Menurutnya, saat terjadi gerhana bulan total akan nampak seperti berwarna merah. Semakin merah bulan yang diamati, menandakan bahwa kadar polusi cahaya di sekitar langit masih baik.

Namun apabila saat terjadi gerhana bulan total menunjukan warna yang lebih gelap, dapat diindikasikan bahwa kadar polusi cahaya di atmosfir sudah tergolong buruk.

"Makanya kita sudah standby dari jam 19.52 WIB sampai 21.08 WIB. Itu kita harapkan jeda waktu tersebut bisa kita gunakan untuk dijadikan penelitian," kata dia.

Ia melanjutkan, selain untuk mengetahui kadar polusi cahaya, penelitian pun dapat diarahkan mengukur umbra atau bayangan bumi.

Gerhana bulan total kali ini dapat disebut istimewa, pasalnya menggabungkan tiga fenomena alam sekaligus yang disebut super-blue-blood-moon.

Disebut Super Moon, karena bulan masih berada di titik terdekatnya dengan bumi. Akibatnya bulan akan terlihat lebih besar dan bercahaya dari sebelum-sebelumnya.

Sementara dikatakan sebagai Blue Moon, karena ini merupakan bulan purnama kedua pada Januari. Bulan purnama pada bulan ini juga terjadi pada 1 Januari malam.

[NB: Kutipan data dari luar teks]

use std::ops::Deref;
use std::sync::Arc;

use async_trait::async_trait;
use sea_orm::{DatabaseConnection, DatabaseTransaction, DbErr, TransactionTrait};
use serde_json::{Map, Value};
use thiserror::Error;

use crate::search::Searchable;

pub type HookError = Box<dyn std::error::Error + Send + Sync>;

/// Snapshot of a searchable record taken when it was staged.
#[derive(Clone, Debug, PartialEq)]
pub struct StagedRecord {
    pub index: &'static str,
    pub id: i32,
    pub document: Map<String, Value>,
}

impl StagedRecord {
    fn of<T: Searchable>(record: &T) -> Self {
        Self {
            index: T::INDEX,
            id: record.search_id(),
            document: record.search_document(),
        }
    }
}

#[derive(Clone, Debug, Default)]
pub struct ChangeSet {
    pub added: Vec<StagedRecord>,
    pub updated: Vec<StagedRecord>,
    pub deleted: Vec<StagedRecord>,
}

impl ChangeSet {
    pub fn is_empty(&self) -> bool {
        self.added.is_empty() && self.updated.is_empty() && self.deleted.is_empty()
    }
}

/// Runs after a session's transaction has been committed.
#[async_trait]
pub trait CommitHook: Send + Sync {
    async fn after_commit(&self, changes: &ChangeSet) -> Result<(), HookError>;
}

#[derive(Clone, Default)]
pub struct CommitHooks(Vec<Arc<dyn CommitHook>>);

impl CommitHooks {
    pub fn new() -> Self {
        Self::default()
    }

    pub fn register(&mut self, hook: Arc<dyn CommitHook>) {
        self.0.push(hook);
    }
}

#[derive(Debug, Error)]
pub enum CommitError {
    #[error("commit failed: {0}")]
    Db(#[from] DbErr),
    #[error("post-commit hook failed: {0}")]
    Hook(HookError),
}

/// One unit of work: a database transaction plus the searchable records
/// it touched. Dropping a session without committing rolls it back and
/// fires no hooks.
pub struct Session {
    txn: DatabaseTransaction,
    changes: ChangeSet,
}

impl Session {
    pub async fn begin(db: &DatabaseConnection) -> Result<Self, DbErr> {
        Ok(Self {
            txn: db.begin().await?,
            changes: ChangeSet::default(),
        })
    }

    pub fn added<T: Searchable>(&mut self, record: &T) {
        self.changes.added.push(StagedRecord::of(record));
    }

    pub fn updated<T: Searchable>(&mut self, record: &T) {
        self.changes.updated.push(StagedRecord::of(record));
    }

    pub fn deleted<T: Searchable>(&mut self, record: &T) {
        self.changes.deleted.push(StagedRecord::of(record));
    }

    pub async fn commit(self, hooks: &CommitHooks) -> Result<(), CommitError> {
        let Session { txn, changes } = self;
        txn.commit().await?;
        for hook in &hooks.0 {
            hook.after_commit(&changes).await.map_err(CommitError::Hook)?;
        }
        Ok(())
    }
}

impl Deref for Session {
    type Target = DatabaseTransaction;

    fn deref(&self) -> &Self::Target {
        &self.txn
    }
}
use actix_web::{web, HttpResponse};
use sea_orm::DatabaseConnection;
use serde::{Deserialize, Serialize};
use serde_json::Value;

use crate::auth::AuthUser;
use crate::entity::task;
use crate::error::AppError;
use crate::jobs::{get_progress, get_task_in_progress, get_tasks_in_progress, launch_task, settle_task, JobQueue, TaskError};
use crate::routes::db_error;

/// Jobs a user may launch, with the description shown while they run.
const KNOWN_TASKS: &[(&str, &str)] = &[("export_posts", "Exporting posts...")];

pub fn config(cfg: &mut web::ServiceConfig) {
    cfg.service(
        web::resource("")
            .route(web::get().to(list))
            .route(web::post().to(launch)),
    );
}

#[derive(Deserialize)]
struct LaunchRequest {
    name: Option<String>,
    description: Option<String>,
}

#[derive(Serialize)]
struct TaskDto {
    id: String,
    name: String,
    description: Option<String>,
    complete: bool,
    progress: i64,
}

fn to_dto(model: task::Model, progress: i64) -> TaskDto {
    TaskDto {
        id: model.id,
        name: model.name,
        description: model.description,
        complete: model.complete,
        progress,
    }
}

async fn launch(
    db: web::Data<DatabaseConnection>,
    queue: web::Data<dyn JobQueue>,
    auth: AuthUser,
    payload: web::Json<LaunchRequest>,
) -> Result<HttpResponse, AppError> {
    let data = payload.into_inner();
    let name = data
        .name
        .ok_or_else(|| AppError::bad_request("must include name field"))?;
    let (_, default_description) = KNOWN_TASKS
        .iter()
        .find(|(known, _)| *known == name)
        .ok_or_else(|| AppError::bad_request(format!("unknown task {}", name)))?;
    let running = get_task_in_progress(db.get_ref(), auth.user_id, &name)
        .await
        .map_err(db_error("find task in progress"))?;
    if let Some(mut running) = running {
        settle_task(db.get_ref(), queue.get_ref(), &mut running)
            .await
            .map_err(db_error("settle task"))?;
        if !running.complete {
            return Err(AppError::bad_request(format!("a {} task is currently in progress", name)));
        }
    }

    let description = data.description.unwrap_or_else(|| default_description.to_string());
    let model = launch_task(
        db.get_ref(),
        queue.get_ref(),
        auth.user_id,
        &name,
        Some(description),
        vec![Value::from(auth.user_id)],
    )
    .await
    .map_err(|e| match e {
        TaskError::Queue(e) => AppError::internal("enqueue task", e),
        TaskError::Db(e) => AppError::internal("insert task", e),
    })?;
    let progress = get_progress(queue.get_ref(), &model).await;
    Ok(HttpResponse::Accepted().json(to_dto(model, progress)))
}

async fn list(
    db: web::Data<DatabaseConnection>,
    queue: web::Data<dyn JobQueue>,
    auth: AuthUser,
) -> Result<HttpResponse, AppError> {
    let rows = get_tasks_in_progress(db.get_ref(), auth.user_id)
        .await
        .map_err(db_error("list tasks"))?;
    let mut items = Vec::with_capacity(rows.len());
    for mut row in rows {
        let progress = settle_task(db.get_ref(), queue.get_ref(), &mut row)
            .await
            .map_err(db_error("settle task"))?;
        if !row.complete {
            items.push(to_dto(row, progress));
        }
    }
    Ok(HttpResponse::Ok().json(items))
}
//! Full-text search over an external index.
//!
//! Records opt in by implementing [`Searchable`]. Writes reach the index
//! through [`SearchHook`], registered as a post-commit hook, so only
//! committed rows are ever indexed. Queries go to the index first and the
//! matching rows are then loaded from storage in the order the index ranked
//! them.

use std::collections::HashMap;
use std::sync::Arc;

use async_trait::async_trait;
use log::{error, warn};
use reqwest::{Client, StatusCode};
use sea_orm::{ColumnTrait, ConnectionTrait, EntityTrait, QueryFilter};
use serde_json::{json, Map, Value};
use thiserror::Error;

use crate::config::AppConfig;
use crate::entity::post;
use crate::error::AppError;
use crate::session::{ChangeSet, CommitHook, HookError};

pub trait Searchable: Sized + Send + Sync {
    type Entity: EntityTrait<Model = Self>;

    /// Index name; the backing table name.
    const INDEX: &'static str;

    fn id_column() -> <Self::Entity as EntityTrait>::Column;
    fn search_id(&self) -> i32;
    fn search_document(&self) -> Map<String, Value>;
}

impl Searchable for post::Model {
    type Entity = post::Entity;

    const INDEX: &'static str = "t_post";

    fn id_column() -> post::Column {
        post::Column::Id
    }

    fn search_id(&self) -> i32 {
        self.id
    }

    fn search_document(&self) -> Map<String, Value> {
        let mut doc = Map::new();
        doc.insert("body".to_string(), Value::String(self.body.clone()));
        doc
    }
}

#[derive(Debug, Error)]
pub enum SearchError {
    #[error("search backend request failed: {0}")]
    Http(#[from] reqwest::Error),
    #[error("unexpected search backend response: {0}")]
    Response(String),
}

#[async_trait]
pub trait SearchIndex: Send + Sync {
    async fn add_to_index(&self, index: &str, id: i32, document: &Map<String, Value>) -> Result<(), SearchError>;

    async fn remove_from_index(&self, index: &str, id: i32) -> Result<(), SearchError>;

    /// Returns matching ids in relevance order plus the total hit count.
    async fn query_index(
        &self,
        index: &str,
        expression: &str,
        page: u64,
        per_page: u64,
    ) -> Result<(Vec<i32>, u64), SearchError>;
}

/// Used when no search backend is configured.
pub struct DisabledIndex;

#[async_trait]
impl SearchIndex for DisabledIndex {
    async fn add_to_index(&self, _index: &str, _id: i32, _document: &Map<String, Value>) -> Result<(), SearchError> {
        Ok(())
    }

    async fn remove_from_index(&self, _index: &str, _id: i32) -> Result<(), SearchError> {
        Ok(())
    }

    async fn query_index(
        &self,
        _index: &str,
        _expression: &str,
        _page: u64,
        _per_page: u64,
    ) -> Result<(Vec<i32>, u64), SearchError> {
        Ok((Vec::new(), 0))
    }
}

pub struct ElasticsearchIndex {
    client: Client,
    base_url: String,
}

impl ElasticsearchIndex {
    pub fn new(base_url: impl Into<String>) -> Self {
        Self {
            client: Client::new(),
            base_url: base_url.into(),
        }
    }

    fn doc_url(&self, index: &str, id: i32) -> String {
        format!("{}/{}/_doc/{}", self.base_url, index, id)
    }
}

#[async_trait]
impl SearchIndex for ElasticsearchIndex {
    async fn add_to_index(&self, index: &str, id: i32, document: &Map<String, Value>) -> Result<(), SearchError> {
        self.client
            .put(self.doc_url(index, id))
            .json(document)
            .send()
            .await?
            .error_for_status()?;
        Ok(())
    }

    async fn remove_from_index(&self, index: &str, id: i32) -> Result<(), SearchError> {
        let resp = self.client.delete(self.doc_url(index, id)).send().await?;
        if resp.status() == StatusCode::NOT_FOUND {
            warn!("search document {}/{} was not indexed", index, id);
            return Ok(());
        }
        resp.error_for_status()?;
        Ok(())
    }

    async fn query_index(
        &self,
        index: &str,
        expression: &str,
        page: u64,
        per_page: u64,
    ) -> Result<(Vec<i32>, u64), SearchError> {
        let body = json!({
            "query": { "multi_match": { "query": expression, "fields": ["*"] } },
            "from": page.saturating_sub(1).saturating_mul(per_page),
            "size": per_page,
        });
        let resp: Value = self
            .client
            .post(format!("{}/{}/_search", self.base_url, index))
            .json(&body)
            .send()
            .await?
            .error_for_status()?
            .json()
            .await?;
        parse_search_response(&resp)
    }
}

fn parse_search_response(resp: &Value) -> Result<(Vec<i32>, u64), SearchError> {
    let hits = resp
        .get("hits")
        .ok_or_else(|| SearchError::Response("missing hits".to_string()))?;
    // total is an object on 7.x+, a bare number before that
    let total = match hits.get("total") {
        Some(Value::Number(n)) => n.as_u64(),
        Some(obj) => obj.get("value").and_then(Value::as_u64),
        None => None,
    }
    .ok_or_else(|| SearchError::Response("missing hits.total".to_string()))?;

    let mut ids = Vec::new();
    for hit in hits.get("hits").and_then(Value::as_array).into_iter().flatten() {
        let id = hit
            .get("_id")
            .and_then(Value::as_str)
            .and_then(|s| s.parse::<i32>().ok())
            .ok_or_else(|| SearchError::Response(format!("bad hit id: {}", hit)))?;
        ids.push(id);
    }
    Ok((ids, total))
}

pub fn index_from_config(config: &AppConfig) -> Arc<dyn SearchIndex> {
    match &config.elasticsearch_url {
        Some(url) => Arc::new(ElasticsearchIndex::new(url.clone())),
        None => Arc::new(DisabledIndex),
    }
}

/// Forwards committed searchable changes to the index.
pub struct SearchHook {
    index: Arc<dyn SearchIndex>,
}

impl SearchHook {
    pub fn new(index: Arc<dyn SearchIndex>) -> Self {
        Self { index }
    }
}

#[async_trait]
impl CommitHook for SearchHook {
    async fn after_commit(&self, changes: &ChangeSet) -> Result<(), HookError> {
        if changes.is_empty() {
            return Ok(());
        }
        for record in changes.added.iter().chain(changes.updated.iter()) {
            self.index.add_to_index(record.index, record.id, &record.document).await?;
        }
        for record in &changes.deleted {
            self.index.remove_from_index(record.index, record.id).await?;
        }
        Ok(())
    }
}

/// Re-adds every stored row of `M` to the index. Returns how many rows were sent.
pub async fn reindex<M, C>(db: &C, index: &dyn SearchIndex) -> Result<usize, AppError>
where
    M: Searchable,
    C: ConnectionTrait,
{
    let rows = M::Entity::find()
        .all(db)
        .await
        .map_err(|e| AppError::internal("reindex load", e))?;
    for row in &rows {
        index
            .add_to_index(M::INDEX, row.search_id(), &row.search_document())
            .await
            .map_err(|e| AppError::internal("reindex", e))?;
    }
    Ok(rows.len())
}

pub async fn search<M, C>(
    db: &C,
    index: &dyn SearchIndex,
    expression: &str,
    page: u64,
    per_page: u64,
) -> Result<(Vec<M>, u64), AppError>
where
    M: Searchable,
    C: ConnectionTrait,
{
    let (ids, total) = index
        .query_index(M::INDEX, expression, page, per_page)
        .await
        .map_err(|e| {
            error!("query_index {} failed: {}", M::INDEX, e);
            AppError::system_exception()
        })?;
    if total == 0 || ids.is_empty() {
        return Ok((Vec::new(), total));
    }

    let rank: HashMap<i32, usize> = ids.iter().enumerate().map(|(pos, id)| (*id, pos)).collect();
    let mut rows = M::Entity::find()
        .filter(M::id_column().is_in(ids))
        .all(db)
        .await
        .map_err(|e| AppError::internal("search load", e))?;
    rows.sort_by_key(|row| rank.get(&row.search_id()).copied().unwrap_or(usize::MAX));
    Ok((rows, total))
}

/// Substring index kept in memory; ranks newer ids first.
#[cfg(test)]
#[derive(Default)]
pub struct MemoryIndex {
    docs: tokio::sync::RwLock<std::collections::BTreeMap<(String, i32), Map<String, Value>>>,
    pub queries: std::sync::atomic::AtomicUsize,
}

#[cfg(test)]
impl MemoryIndex {
    pub async fn contains(&self, index: &str, id: i32) -> bool {
        self.docs.read().await.contains_key(&(index.to_string(), id))
    }
}

#[cfg(test)]
#[async_trait]
impl SearchIndex for MemoryIndex {
    async fn add_to_index(&self, index: &str, id: i32, document: &Map<String, Value>) -> Result<(), SearchError> {
        self.docs
            .write()
            .await
            .insert((index.to_string(), id), document.clone());
        Ok(())
    }

    async fn remove_from_index(&self, index: &str, id: i32) -> Result<(), SearchError> {
        self.docs.write().await.remove(&(index.to_string(), id));
        Ok(())
    }

    async fn query_index(
        &self,
        index: &str,
        expression: &str,
        page: u64,
        per_page: u64,
    ) -> Result<(Vec<i32>, u64), SearchError> {
        self.queries.fetch_add(1, std::sync::atomic::Ordering::SeqCst);
        let needle = expression.to_lowercase();
        let docs = self.docs.read().await;
        let mut hits: Vec<i32> = docs
            .iter()
            .filter(|((idx, _), _)| idx == index)
            .filter(|(_, doc)| {
                doc.values()
                    .filter_map(Value::as_str)
                    .any(|v| v.to_lowercase().contains(&needle))
            })
            .map(|((_, id), _)| *id)
            .collect();
        hits.reverse();
        let total = hits.len() as u64;
        let start = usize::try_from(page.saturating_sub(1).saturating_mul(per_page)).unwrap_or(usize::MAX);
        let ids = hits.into_iter().skip(start).take(per_page as usize).collect();
        Ok((ids, total))
    }
}
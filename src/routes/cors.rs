use actix_web::{
    body::{EitherBody, MessageBody},
    dev::{ServiceRequest, ServiceResponse},
    http::header::{HeaderName, HeaderValue, AUTHORIZATION},
    http::Method,
    middleware::Next,
    web, Error, HttpResponse,
};

use crate::config::AppConfig;

const BASE_ALLOW_HEADERS: &str = "Origin, X-Requested-With, Content-Type, Accept, Authorization";

/// Answers preflight requests itself and stamps CORS headers on every reply.
/// A custom token header is added to the allowed headers.
pub async fn cors_handler<B>(
    req: ServiceRequest,
    next: Next<B>,
) -> Result<ServiceResponse<EitherBody<B>>, Error>
where
    B: MessageBody,
{
    let allow_headers = match req.app_data::<web::Data<AppConfig>>() {
        Some(cfg) if !cfg.token_header.eq_ignore_ascii_case(AUTHORIZATION.as_str()) => {
            HeaderValue::from_str(&format!("{}, {}", BASE_ALLOW_HEADERS, cfg.token_header))
                .unwrap_or_else(|_| HeaderValue::from_static(BASE_ALLOW_HEADERS))
        }
        _ => HeaderValue::from_static(BASE_ALLOW_HEADERS),
    };

    let mut res = if req.method() == Method::OPTIONS {
        let res = HttpResponse::Ok().finish().map_into_right_body();
        req.into_response(res)
    } else {
        next.call(req).await?.map_into_left_body()
    };

    let headers = res.headers_mut();
    headers.insert(
        HeaderName::from_static("access-control-allow-origin"),
        HeaderValue::from_static("*"),
    );
    headers.insert(
        HeaderName::from_static("access-control-allow-methods"),
        HeaderValue::from_static("POST, PUT, GET, OPTIONS, DELETE"),
    );
    headers.insert(
        HeaderName::from_static("access-control-max-age"),
        HeaderValue::from_static("86400"),
    );
    headers.insert(HeaderName::from_static("access-control-allow-headers"), allow_headers);
    headers.insert(
        HeaderName::from_static("cache-control"),
        HeaderValue::from_static("no-cache, no-store, must-revalidate"),
    );

    Ok(res)
}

"Gerhana bulan total juga sering disebut Blood Moon karena saat gerhana total bulan tampak merah darah, karena cahayanya ditapis sedemikian rupa oleh atmosfer Bumi," kata dia.

Namun untuk gerhana bulan kali ini, langit di Bandung tertutup awan sehingga tidak memungkinkan untuk dilakukan penelitian. Masyarakat Bandung pun tidak bisa menikmati fenomena yang hadir ratusan tahun sekali ini.

"Sebenarnya bagi kita para peneliti biasa aja karena yang kita tunggu gerhana bulan total, yang penting gerhana bulan total. Nanti 28 Juli akan terjadi lagi kita akan menunggu yang 28 Juni," kata dia.

"Kalau masalah tiga fenomena itu, itu masalah masyarakat saja. Masyarakat bisa menikmati tiga fenomena dalam satu waktu," lanjutnya.